Identifying the potential anti-lung cancer targets of Baicalein using a network pharmacology approach

Background Lung cancer remains the deadliest malignancy globally. Although therapies, including immune checkpoint inhibitors and targeted therapy, have gradually prolonged overall survival, resistance and relapse still plague clinical management. Baicalein, a naturally derived compound exhibiting potent antitumor and anti-inflammatory properties, is widely regarded as a promising candidate for the development of anticancer therapeutic agents. Nevertheless, its mechanism of action in lung cancer remains unclear. Objective This study aims to elucidate the multi-target pharmacological mechanism by which Baicalein acts in lung cancer treatment, utilizing network pharmacology, immune infiltration analysis, molecular docking, and molecular dynamics simulation. Methods Using the TCMSP, Swiss Target Prediction, and Pharm Mapper databases, we identified the relevant targets of Baicalein. Meanwhile, lung cancer-associated targets were retrieved from the GeneCards database. The targets were obtained by taking the intersection of these two sets. A protein-protein interaction (PPI) network was then constructed using Cytoscape. Furthermore, the influence of these core targets to the tumor immune microenvironment was investigated via immune infiltration analysis.
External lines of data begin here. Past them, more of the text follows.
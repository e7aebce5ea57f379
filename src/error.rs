// src/error.rs

use axum::{
    Json,
    http::StatusCode,
    response::{IntoResponse, Response},
};
use serde_json::json;
use std::fmt;

use crate::{
    models::question::CatalogError, repository::StoreError, services::assessment::AssessmentError,
};

/// Global Application Error Enum.
/// Centralizes error handling and mapping to HTTP responses.
#[derive(Debug)]
pub enum AppError {
    // 500 Internal Server Error
    InternalServerError(String),

    // 400 Bad Request
    BadRequest(String),

    // 401 Unauthorized
    AuthError(String),

    // 404 Not Found
    NotFound(String),

    // 409 Conflict (e.g., duplicate email, stale question)
    Conflict(String),

    // 422 Unprocessable Entity, optionally carrying the question to re-serve
    Unprocessable {
        message: String,
        question: Option<serde_json::Value>,
    },
}

impl fmt::Display for AppError {
    fn fmt(&self, f: &mut fmt::Formatter<'_>) -> fmt::Result {
        write!(f, "{:?}", self)
    }
}

impl std::error::Error for AppError {}

/// Implements `IntoResponse` for `AppError`.
/// Converts the error into a JSON response with appropriate HTTP status code.
impl IntoResponse for AppError {
    fn into_response(self) -> Response {
        let (status, body) = match self {
            AppError::InternalServerError(msg) => {
                tracing::error!("Internal Server Error: {}", msg);
                (
                    StatusCode::INTERNAL_SERVER_ERROR,
                    json!({ "error": "Internal Server Error" }),
                )
            }
            AppError::BadRequest(msg) => (StatusCode::BAD_REQUEST, json!({ "error": msg })),
            AppError::AuthError(msg) => (StatusCode::UNAUTHORIZED, json!({ "error": msg })),
            AppError::NotFound(msg) => (StatusCode::NOT_FOUND, json!({ "error": msg })),
            AppError::Conflict(msg) => (StatusCode::CONFLICT, json!({ "error": msg })),
            AppError::Unprocessable { message, question } => (
                StatusCode::UNPROCESSABLE_ENTITY,
                json!({ "error": message, "question": question }),
            ),
        };

        (status, Json(body)).into_response()
    }
}

/// Converts `sqlx::Error` into `AppError::InternalServerError`.
/// Allows using `?` operator on database queries.
impl From<sqlx::Error> for AppError {
    fn from(err: sqlx::Error) -> Self {
        AppError::InternalServerError(err.to_string())
    }
}

impl From<serde_json::Error> for AppError {
    fn from(err: serde_json::Error) -> Self {
        AppError::BadRequest(err.to_string())
    }
}

impl From<validator::ValidationErrors> for AppError {
    fn from(err: validator::ValidationErrors) -> Self {
        AppError::BadRequest(err.to_string())
    }
}

impl From<StoreError> for AppError {
    fn from(err: StoreError) -> Self {
        match err {
            StoreError::Database(e) => AppError::InternalServerError(e.to_string()),
            StoreError::Conflict(_) => {
                AppError::Conflict("Assessment was modified concurrently".to_string())
            }
            StoreError::NotFound(_) => AppError::NotFound("Assessment not found".to_string()),
        }
    }
}

impl From<CatalogError> for AppError {
    fn from(err: CatalogError) -> Self {
        AppError::InternalServerError(err.to_string())
    }
}

impl From<AssessmentError> for AppError {
    fn from(err: AssessmentError) -> Self {
        match err {
            AssessmentError::Required { message, view } => AppError::Unprocessable {
                message,
                question: serde_json::to_value(*view).ok(),
            },
            AssessmentError::StaleQuestion { .. } => {
                AppError::Conflict("Submitted answer is not for the current question".to_string())
            }
            AssessmentError::NoActiveAssessment => {
                AppError::NotFound("No assessment in progress".to_string())
            }
            AssessmentError::NotFound(_) => AppError::NotFound("Assessment not found".to_string()),
            e @ (AssessmentError::EmptyCatalog | AssessmentError::UnknownQuestion(_)) => {
                AppError::InternalServerError(e.to_string())
            }
            AssessmentError::Store(e) => e.into(),
        }
    }
}

#[cfg(test)]
mod tests {
    use super::*;
    use axum::body::to_bytes;

    async fn body_json(response: Response) -> serde_json::Value {
        let bytes = to_bytes(response.into_body(), usize::MAX).await.unwrap();
        serde_json::from_slice(&bytes).unwrap()
    }

    #[tokio::test]
    async fn test_internal_error_hides_details() {
        let response = AppError::InternalServerError("pool timed out".into()).into_response();
        assert_eq!(response.status(), StatusCode::INTERNAL_SERVER_ERROR);
        let body = body_json(response).await;
        assert_eq!(body["error"], "Internal Server Error");
    }

    #[tokio::test]
    async fn test_store_conflict_maps_to_409() {
        let response = AppError::from(StoreError::Conflict(7)).into_response();
        assert_eq!(response.status(), StatusCode::CONFLICT);
    }

    #[tokio::test]
    async fn test_unprocessable_carries_question() {
        let response = AppError::Unprocessable {
            message: "required".into(),
            question: Some(json!({ "id": "mood" })),
        }
        .into_response();
        assert_eq!(response.status(), StatusCode::UNPROCESSABLE_ENTITY);
        let body = body_json(response).await;
        assert_eq!(body["error"], "required");
        assert_eq!(body["question"]["id"], "mood");
    }
}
Finally, we employed molecular docking to evaluate the binding affinity between Baicalein and targets, followed by molecular dynamics simulations to confirm the stability of these interactions. Results A total of 92 potential targets of Baicalein for lung cancer were identified. Five core targets, including TP53, AKT1, MAPK3, BCL2, and EGFR, were determined based on the connectivity characteristics of the PPI network. These core targets were significantly enriched in the PI3K-AKT signaling pathway. Molecular dynamics simulations displayed that the binding free energy of the AKT1-baicalein complex was - 199.8 kJ/mol. Energy decomposition analysis suggested that complex stabilization is primarily driven by shape complementarity and hydrophobic effects, rather than conventional hydrogen bonding or salt bridges. Conclusion This study reveals that the antitumor activity of Baicalein is mediated through its multi-target action on core components of the PI3K-AKT pathway, thereby offering novel insights for exploring its therapeutic targets.